*** Opening of LISTED RECORDS ***

//! Settings structs for all configuration sections.
//!
//! Each struct represents one `[section]` of the INI config file.
//! These are pure data types with no parsing or serialization logic.

use std::path::PathBuf;

use crate::spatial::HabitatCategory;

/// Complete application configuration loaded from config.ini.
#[derive(Debug, Clone, PartialEq)]
pub struct ConfigFile {
    /// Input file locations
    pub data: DataSettings,
    /// Sweep parameters
    pub analysis: AnalysisSettings,
    /// Bounding box for the mortality records
    pub study_area: StudyAreaSettings,
    /// Logging settings
    pub logging: LoggingSettings,
}

/// Input file locations.
///
/// File names are resolved relative to `directory` unless absolute.
#[derive(Debug, Clone, PartialEq)]
pub struct DataSettings {
    /// Directory holding the input files
    pub directory: PathBuf,
    /// Nature reserve shapes
    pub nature: String,
    /// Standing water shapes
    pub water: String,
    /// First greenbelt layer
    pub greenbelt1: String,
    /// Second greenbelt layer
    pub greenbelt2: String,
    /// Residential street shapes
    pub residential: String,
    /// Lights with acoustic deterrent
    pub lights_acoustic: String,
    /// Lights without deterrent
    pub lights_silent: String,
    /// Tab-separated animal mortality records
    pub roadkill: String,
}

impl DataSettings {
    /// Resolve a file name against the data directory.
    pub fn path(&self, file: &str) -> PathBuf {
        self.directory.join(file)
    }

    /// Path of a habitat layer file.
    pub fn habitat_path(&self, category: HabitatCategory) -> PathBuf {
        let file = match category {
            HabitatCategory::NatureReserve => &self.nature,
            HabitatCategory::StandingWater => &self.water,
            HabitatCategory::GreenBelt1 => &self.greenbelt1,
            HabitatCategory::GreenBelt2 => &self.greenbelt2,
        };
        self.path(file)
    }
}

/// Sweep parameters.
#[derive(Debug, Clone, PartialEq)]
pub struct AnalysisSettings {
    /// Habitat thresholds in meters, in report order
    pub thresholds: Vec<f64>,
    /// Death association radius in meters
    pub check_distance: f64,
    /// Quiet-street buffer in meters
    pub street_buffer: f64,
    /// Significance level
    pub significance: f64,
    /// Evaluate thresholds in parallel
    pub parallel: bool,
}

/// Study area bounding box in decimal degrees.
#[derive(Debug, Clone, PartialEq)]
pub struct StudyAreaSettings {
    pub min_lat: f64,
    pub max_lat: f64,
    pub min_lon: f64,
    pub max_lon: f64,
}

/// Logging configuration.
#[derive(Debug, Clone, PartialEq)]
pub struct LoggingSettings {
    /// Log file path
    pub file: PathBuf,
}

*** Close of LISTED RECORDS ***

* [TASK DETAILS]: In the entries above, some lines may contain the string "AnalysisSettings"; report how many, without additional comment.

* [ANSWER TO THE PROBLEM]: 2